Salvini minaccia Conte di denunciarlo alla magistratura per aver concordato con la Ue l’intesa sul Salva Stati che rappresenta un gravissimo danno per il paese. A sua volta Conte replica  minacciando il leader leghista di querelarlo per averlo accusato ingiustamente e lo sfida a rinunciare all’immunità parlamentare e presentarsi in Tribunale a rispondere della sua calunnia.

Ma annunciare una denuncia è diverso dal presentare una denuncia. E la stessa differenza vale tra l’annunciare una querela per calunnia e presentare una denuncia per calunnia. Gli annunci sono delle intimidazioni. Ed in politica è pratica ricorrente enfatizzare le minacce per intimorire gli avversari e raccogliere consensi.

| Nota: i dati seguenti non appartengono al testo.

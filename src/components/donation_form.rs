//! Donation Form Component
//!
//! Collects a donation, reads the optional image, and runs the submit cycle.

use gloo_timers::future::TimeoutFuture;
use leptos::html;
use leptos::prelude::*;
use leptos::task::spawn_local;
use wasm_bindgen::JsCast;

use crate::capture::{read_as_data_url, validate_media_type, PendingImage};
use crate::config::use_config;
use crate::models::{Category, Condition, DonationFields, FEATURED_SENTINEL};
use crate::storage::ItemStore;
use crate::store::{
    store_clear_image, store_image, store_image_untracked, store_resolve_image, store_select_image,
    store_set_items, use_board_store,
};
use crate::submission::submit;

/// Show a blocking notice
fn notify(message: &str) {
    if let Some(win) = web_sys::window() {
        let _ = win.alert_with_message(message);
    }
}

/// Preview area under the file input
#[component]
fn ImagePreview() -> impl IntoView {
    let store = use_board_store();

    view! {
        <div id="imagePreview" class="image-preview">
            {move || match store_image(&store).state().clone() {
                PendingImage::Ready(data_url) => view! {
                    <img src=data_url alt="Item Preview" class="preview-image" />
                }.into_any(),
                PendingImage::Rejected(e) => view! {
                    <p class="error-text">{e.to_string()}</p>
                }.into_any(),
                PendingImage::Empty | PendingImage::Loading => ().into_any(),
            }}
        </div>
    }
}

/// Donation entry form
#[component]
pub fn DonationForm(#[prop(into)] on_saved: Callback<()>) -> impl IntoView {
    let store = use_board_store();
    let config = use_config();

    let (item_name, set_item_name) = signal(String::new());
    let (category, set_category) = signal(String::new());
    let (condition, set_condition) = signal(String::new());
    let (description, set_description) = signal(String::new());
    let (tags, set_tags) = signal(String::new());
    let (featured, set_featured) = signal(false);
    let file_input = NodeRef::<html::Input>::new();

    let reset_form = move || {
        set_item_name.set(String::new());
        set_category.set(String::new());
        set_condition.set(String::new());
        set_description.set(String::new());
        set_tags.set(String::new());
        set_featured.set(false);
        if let Some(input) = file_input.get_untracked() {
            input.set_value("");
        }
        store_clear_image(&store);
    };

    let on_image_change = move |_ev: web_sys::Event| {
        let file = file_input
            .get_untracked()
            .and_then(|input| input.files())
            .and_then(|files| files.get(0));

        let Some(file) = file else {
            store_clear_image(&store);
            return;
        };

        let generation = store_select_image(&store);
        if let Err(e) = validate_media_type(&file.type_()) {
            log::warn!("Rejected image '{}': {:?}", file.name(), e);
            store_resolve_image(&store, generation, Err(e));
            return;
        }

        spawn_local(async move {
            let outcome = read_as_data_url(&file).await;
            if let Err(e) = &outcome {
                log::error!("Reading image '{}' failed: {:?}", file.name(), e);
            }
            if !store_resolve_image(&store, generation, outcome) {
                log::debug!("Discarded read of '{}' superseded by a newer selection", file.name());
            }
        });
    };

    let storage_key = config.storage_key;
    let max_items = config.max_items;
    let reset_delay_ms = config.reset_delay_ms;

    let on_submit = move |ev: web_sys::SubmitEvent| {
        ev.prevent_default();

        let fields = DonationFields {
            item_name: item_name.get_untracked(),
            category: category.get_untracked(),
            condition: condition.get_untracked(),
            description: description.get_untracked(),
            tags: tags.get_untracked(),
            featured: if featured.get_untracked() { FEATURED_SENTINEL.to_string() } else { String::new() },
        };
        let image = store_image_untracked(&store);
        let item_store = ItemStore::local(storage_key);

        match submit(&item_store, max_items, fields, &image, js_sys::Date::now() as u64) {
            Ok(items) => {
                on_saved.run(());
                // Reset after the dialog has opened
                spawn_local(async move {
                    TimeoutFuture::new(reset_delay_ms).await;
                    reset_form();
                });
                store_set_items(&store, items);
            }
            Err(e) => {
                log::warn!("Submission refused: {}", e);
                notify(&e.to_string());
            }
        }
    };

    view! {
        <form id="donation-form" class="donation-form" on:submit=on_submit>
            <label>
                "Item name"
                <input
                    type="text"
                    name="itemName"
                    required=true
                    prop:value=move || item_name.get()
                    on:input=move |ev| set_item_name.set(event_target_value(&ev))
                />
            </label>

            <label>
                "Category"
                <select
                    name="category"
                    required=true
                    prop:value=move || category.get()
                    on:change=move |ev| set_category.set(event_target_value(&ev))
                >
                    <option value="">"Select a category"</option>
                    {Category::ALL.iter().map(|c| view! {
                        <option value=c.label()>{c.label()}</option>
                    }).collect_view()}
                </select>
            </label>

            <label>
                "Condition"
                <select
                    name="condition"
                    required=true
                    prop:value=move || condition.get()
                    on:change=move |ev| set_condition.set(event_target_value(&ev))
                >
                    <option value="">"Select a condition"</option>
                    {Condition::ALL.iter().map(|c| view! {
                        <option value=c.label()>{c.label()}</option>
                    }).collect_view()}
                </select>
            </label>

            <label>
                "Description"
                <textarea
                    name="description"
                    required=true
                    prop:value=move || description.get()
                    on:input=move |ev| {
                        let target = ev.target();
                        if let Some(textarea) = target.as_ref().and_then(|t| t.dyn_ref::<web_sys::HtmlTextAreaElement>()) {
                            set_description.set(textarea.value());
                        }
                    }
                ></textarea>
            </label>

            <label>
                "Tags"
                <input
                    type="text"
                    name="tags"
                    placeholder="e.g. wood, vintage"
                    prop:value=move || tags.get()
                    on:input=move |ev| set_tags.set(event_target_value(&ev))
                />
            </label>

            <label class="featured-toggle">
                <input
                    type="checkbox"
                    name="featured"
                    value=FEATURED_SENTINEL
                    prop:checked=move || featured.get()
                    on:change=move |ev| set_featured.set(event_target_checked(&ev))
                />
                "Feature this item"
            </label>

            <label>
                "Photo"
                <input
                    type="file"
                    id="itemImage"
                    name="itemImage"
                    accept="image/*"
                    node_ref=file_input
                    on:change=on_image_change
                />
            </label>
            <ImagePreview />

            <button type="submit">"Donate"</button>
        </form>
    }
}
//! Donation Board App
//!
//! Page layout and one-time initialization.

use leptos::prelude::*;
use reactive_stores::Store;

use crate::components::{DialogVisibility, DonationForm, FilterBar, ItemGrid, Navbar, SuccessModal};
use crate::config::BoardConfig;
use crate::storage::ItemStore;
use crate::store::{store_set_items, BoardState};

#[component]
pub fn App(config: BoardConfig) -> impl IntoView {
    let store = Store::new(BoardState::default());
    let (docked, set_docked) = signal(false);
    let dialog = RwSignal::new(DialogVisibility::Hidden);

    // Provide context to all children
    provide_context(store);
    provide_context(config.clone());

    // Initial render from storage
    let items = ItemStore::local(config.storage_key).load();
    log::info!("Loaded {} stored items", items.len());
    store_set_items(&store, items);

    // Page effects, bound once after mount
    let dock_threshold = config.navbar_dock_threshold;
    let reveal_threshold = config.reveal_threshold;
    Effect::new(move |_| {
        leptos_scroll_effects::bind_sticky_navbar(dock_threshold, set_docked);
        leptos_scroll_effects::observe_fade_ins(reveal_threshold);
    });

    view! {
        <Navbar docked=docked />

        <main class="main-content">
            <section id="donate" class="fade-in">
                <h2>"Donate an item"</h2>
                <DonationForm on_saved=move |_| dialog.update(|v| v.show()) />
            </section>

            <section id="items" class="fade-in">
                <h2>"Available donations"</h2>
                <FilterBar />
                <ItemGrid />
            </section>
        </main>

        <SuccessModal visibility=dialog />
    }
}
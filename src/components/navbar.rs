//! Navbar Component
//!
//! Top navigation that docks once the page has scrolled far enough.

use leptos::prelude::*;

#[component]
pub fn Navbar(docked: ReadSignal<bool>) -> impl IntoView {
    view! {
        <nav class=move || if docked.get() { "navbar sticky" } else { "navbar" }>
            <a class="brand" href="#">"Donation Board"</a>
            <ul class="nav-links">
                <li><a href="#donate">"Donate"</a></li>
                <li><a href="#items">"Items"</a></li>
            </ul>
        </nav>
    }
}
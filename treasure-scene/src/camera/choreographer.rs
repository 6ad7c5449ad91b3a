//! Camera transitions between the overview and venue-focused poses.
//!
//! # State Machine
//!
//! ```text
//!          reset_to_overview / focus_on          progress >= 1.0
//!   Idle ------------------------------> Animating ---------------> Idle
//!                                           |
//!                     requests while here   |  dropped, not queued
//!                                           v
//! ```
//!
//! Requests are staged and picked up by the next [`Choreographer::advance`],
//! which is where the [`AnimationJob`] is created. A staged request already
//! counts as animating, so at most one job exists at any time and nothing
//! cancels a running job.
//!
//! Focusing closes the zoom gate; only an overview reset or an explicit
//! reopen (for example after manual navigation) lets the next focus through.

use std::time::{Duration, Instant};

use glam::Vec3;
use thiserror::Error;
use tracing::{debug, trace};

use super::pose::CameraPose;
use super::tracker::CameraRig;
use crate::geo::ScenePosition;

/// Default duration of every camera transition.
pub const DEFAULT_TRANSITION_DURATION: Duration = Duration::from_millis(1000);

/// Default fraction of the current camera distance kept when focusing.
pub const DEFAULT_ZOOM_FRACTION: f32 = 0.65;

/// Default minimum distance between a focused venue and the camera.
pub const DEFAULT_MIN_ZOOM_DISTANCE: f32 = 8.0;

/// Default lowest height the camera may be placed at when focusing.
pub const DEFAULT_MIN_CAMERA_HEIGHT: f32 = 2.0;

/// Default height of a venue's label above the ground.
///
/// The focus pose looks at the label rather than the venue's base.
pub const DEFAULT_LABEL_HEIGHT: f32 = 1.5;

/// Default length below which the camera-to-venue offset is degenerate.
pub const DEFAULT_DEGENERATE_EPSILON: f32 = 1e-3;

/// Default direction used when the camera sits on top of the venue.
pub const DEFAULT_FOCUS_OFFSET: Vec3 = Vec3::new(0.0, 0.6, 0.8);

/// Configuration for camera transitions.
#[derive(Debug, Clone, PartialEq)]
pub struct CameraConfig {
    /// Overview pose used by [`Choreographer::reset_to_overview`].
    pub home: CameraPose,

    /// Duration of every transition.
    pub transition_duration: Duration,

    /// Fraction of the current camera distance kept when focusing, in `(0, 1]`.
    pub zoom_fraction: f32,

    /// Minimum focus distance.
    pub min_zoom_distance: f32,

    /// Minimum camera height for a focus pose.
    pub min_camera_height: f32,

    /// Height above the venue the focus pose looks at.
    pub label_height: f32,

    /// Offset length below which [`CameraConfig::default_focus_offset`] is used.
    pub degenerate_epsilon: f32,

    /// Direction from the venue to the camera when the current direction is
    /// degenerate. Need not be normalized.
    pub default_focus_offset: Vec3,
}

impl Default for CameraConfig {
    fn default() -> Self {
        Self {
            home: CameraPose::HOME,
            transition_duration: DEFAULT_TRANSITION_DURATION,
            zoom_fraction: DEFAULT_ZOOM_FRACTION,
            min_zoom_distance: DEFAULT_MIN_ZOOM_DISTANCE,
            min_camera_height: DEFAULT_MIN_CAMERA_HEIGHT,
            label_height: DEFAULT_LABEL_HEIGHT,
            degenerate_epsilon: DEFAULT_DEGENERATE_EPSILON,
            default_focus_offset: DEFAULT_FOCUS_OFFSET,
        }
    }
}

/// Why a transition request was dropped.
///
/// Neither case is a failure: the request is simply a no-op.
#[derive(Debug, Clone, Copy, PartialEq, Eq, Error)]
pub enum TransitionRejected {
    /// Another transition is staged or running.
    #[error("A camera transition is already in progress")]
    AnimationInProgress,

    /// The zoom gate is closed; a focus has already been used.
    #[error("Zoom gate is closed")]
    ZoomGateClosed,
}

/// Which kind of transition a job performs.
#[derive(Debug, Clone, Copy, PartialEq, Eq)]
pub enum TransitionKind {
    /// Back to the home pose.
    Overview,
    /// Toward a venue.
    Focus,
}

/// One running transition.
#[derive(Debug, Clone, PartialEq)]
pub struct AnimationJob {
    pub kind: TransitionKind,
    pub start_pose: CameraPose,
    pub end_pose: CameraPose,
    pub start_time: Instant,
    pub duration: Duration,
}

impl AnimationJob {
    /// Linear progress at `now`, clamped to `0.0..=1.0`.
    pub fn progress(&self, now: Instant) -> f32 {
        if self.duration.is_zero() {
            return 1.0;
        }
        let elapsed = now.saturating_duration_since(self.start_time);
        (elapsed.as_secs_f32() / self.duration.as_secs_f32()).clamp(0.0, 1.0)
    }

    /// Eased pose at `now`.
    pub fn pose_at(&self, now: Instant) -> CameraPose {
        let eased = ease_in_out_quad(self.progress(now));
        self.start_pose.lerp(&self.end_pose, eased)
    }
}

/// Quadratic ease-in for the first half, quadratic ease-out for the second.
#[inline]
pub fn ease_in_out_quad(t: f32) -> f32 {
    if t < 0.5 {
        2.0 * t * t
    } else {
        -1.0 + (4.0 - 2.0 * t) * t
    }
}

/// Focus pose for a venue, seen from `camera`.
///
/// Keeps the viewing angle of the current camera, moves a
/// [`CameraConfig::zoom_fraction`] of the way in (never closer than
/// [`CameraConfig::min_zoom_distance`]), keeps the eye above
/// [`CameraConfig::min_camera_height`], and looks at the venue's label.
pub fn focus_pose_for(entity: ScenePosition, camera: Vec3, config: &CameraConfig) -> CameraPose {
    let ground = entity.to_ground();
    let offset = camera - ground;
    let current_distance = offset.length();

    let direction = if current_distance < config.degenerate_epsilon {
        config
            .default_focus_offset
            .try_normalize()
            .unwrap_or(Vec3::Y)
    } else {
        offset / current_distance
    };

    let distance = config
        .min_zoom_distance
        .max(current_distance * config.zoom_fraction);

    let mut position = ground + direction * distance;
    position.y = position.y.max(config.min_camera_height);

    CameraPose {
        position,
        target: ground + Vec3::Y * config.label_height,
    }
}

/// What happened during one [`Choreographer::advance`].
#[derive(Debug, Clone, Copy, Default, PartialEq, Eq)]
pub struct AdvanceOutcome {
    /// A staged transition began this tick.
    pub started: Option<TransitionKind>,
    /// The running transition reached its end pose this tick.
    pub completed: Option<TransitionKind>,
}

#[derive(Debug, Clone)]
enum ChoreographyState {
    Idle,
    Staged {
        kind: TransitionKind,
        end_pose: CameraPose,
    },
    Animating(AnimationJob),
}

/// Drives eased camera transitions and owns the zoom gate.
#[derive(Debug, Clone)]
pub struct Choreographer {
    config: CameraConfig,
    state: ChoreographyState,
    zoom_gate_open: bool,
}

impl Choreographer {
    /// Create an idle choreographer with an open zoom gate.
    pub fn new(config: CameraConfig) -> Self {
        Self {
            config,
            state: ChoreographyState::Idle,
            zoom_gate_open: true,
        }
    }

    /// Get the camera configuration.
    pub fn config(&self) -> &CameraConfig {
        &self.config
    }

    /// Stage a transition back to the home pose and reopen the zoom gate.
    pub fn reset_to_overview(&mut self) -> Result<(), TransitionRejected> {
        self.ensure_idle()?;

        self.stage(TransitionKind::Overview, self.config.home);
        self.open_zoom_gate();
        Ok(())
    }

    /// Stage a transition that frames the venue at `entity`, starting from
    /// the `tracked` camera pose, and close the zoom gate.
    pub fn focus_on(
        &mut self,
        entity: ScenePosition,
        tracked: &CameraPose,
    ) -> Result<(), TransitionRejected> {
        self.ensure_idle()?;
        if !self.zoom_gate_open {
            debug!(%entity, "Focus ignored, zoom gate closed");
            return Err(TransitionRejected::ZoomGateClosed);
        }

        let end_pose = focus_pose_for(entity, tracked.position, &self.config);
        self.stage(TransitionKind::Focus, end_pose);
        self.zoom_gate_open = false;
        debug!(%entity, "Zoom gate closed");
        Ok(())
    }

    /// Advance the transition to `now` and apply the eased pose to `rig`.
    ///
    /// A staged request becomes a job starting at `now` from `tracked`.
    pub fn advance<R: CameraRig + ?Sized>(
        &mut self,
        now: Instant,
        tracked: &CameraPose,
        rig: &mut R,
    ) -> AdvanceOutcome {
        let mut outcome = AdvanceOutcome::default();

        if let ChoreographyState::Staged { kind, end_pose } = self.state {
            debug!(?kind, from = %tracked, to = %end_pose, "Camera transition started");
            self.state = ChoreographyState::Animating(AnimationJob {
                kind,
                start_pose: *tracked,
                end_pose,
                start_time: now,
                duration: self.config.transition_duration,
            });
            outcome.started = Some(kind);
        }

        if let ChoreographyState::Animating(job) = &self.state {
            let progress = job.progress(now);
            rig.apply_pose(job.pose_at(now));
            trace!(progress, "Camera transition step");

            if progress >= 1.0 {
                debug!(kind = ?job.kind, "Camera transition complete");
                outcome.completed = Some(job.kind);
                self.state = ChoreographyState::Idle;
            }
        }

        outcome
    }

    /// Whether a transition is staged or running.
    pub fn is_animating(&self) -> bool {
        !matches!(self.state, ChoreographyState::Idle)
    }

    /// The running job, if any. Staged requests have no job yet.
    pub fn current_job(&self) -> Option<&AnimationJob> {
        match &self.state {
            ChoreographyState::Animating(job) => Some(job),
            _ => None,
        }
    }

    /// Whether the next focus request will be accepted by the gate.
    pub fn zoom_gate_open(&self) -> bool {
        self.zoom_gate_open
    }

    /// Reopen the zoom gate.
    pub fn open_zoom_gate(&mut self) {
        if !self.zoom_gate_open {
            debug!("Zoom gate reopened");
        }
        self.zoom_gate_open = true;
    }

    fn ensure_idle(&self) -> Result<(), TransitionRejected> {
        if self.is_animating() {
            debug!("Transition request dropped, animation in progress");
            return Err(TransitionRejected::AnimationInProgress);
        }
        Ok(())
    }

    fn stage(&mut self, kind: TransitionKind, end_pose: CameraPose) {
        self.state = ChoreographyState::Staged { kind, end_pose };
    }
}

impl Default for Choreographer {
    fn default() -> Self {
        Self::new(CameraConfig::default())
    }
}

C’è una grande dose di strumentalità, quindi, nel duello ingaggiato tra il Presidente del Consiglio ed il leader dell’opposizione. Una strumentalità che però alimenta il rischio che l’eccessiva personalizzazione della vicenda possa far passare in secondo piano le due questioni principali poste dall’accordo con la Ue sul Salva Stati. La prima è se questo accordo, da chiunque sia stato discusso e da chiunque venga firmato, serva al nostro paese in termini di utilità pratica e politica. La seconda è se la cosiddetta benevolenza dell’Europa nei confronti dell’attuale governo e dell’attuale Presidente del Consiglio dipendano dalla promessa che l’Italia avrebbe comunque firmato l’intesa.

L’auspicio è che il dibattito previsto per l’inizio della prossima settimana alla Camera non ruoti attorno alla rissa personale tra Conte e Salvini ma contribuisca a chiarire a chi serve il Mes. Al paese o al governo giallorosso?

Il sospetto che serva più a Conte ed alla coalizione tra Pd e M5S piuttosto che all’Italia è forte. Un accordo che prevede il versamento di 14 miliardi e mezzo da parte del nostro paese in un fondo salva stati a cui non si potrà mai accedere a causa della clausola che esclude tra i beneficiari gli stati che non hanno i conti pubblici a posto, non sembra motivato da ragioni economiche ma solo da quelle politiche. Cioè dall’esigenza dell’attuale esecutivo di ottenere in cambio dai poteri forti europei quella benedizione e quel sostegno che rappresentano il suo principale puntello politico.

La questione è in questi termini? La risposta spetta al Presidente del Consiglio che non potrà evitarla puntando sul clamore della rissa personale con Salvini. A Conte il gioco è riuscito all’atto della caduta del suo primo governo ed alla nascita del secondo. Non può riuscire in eterno!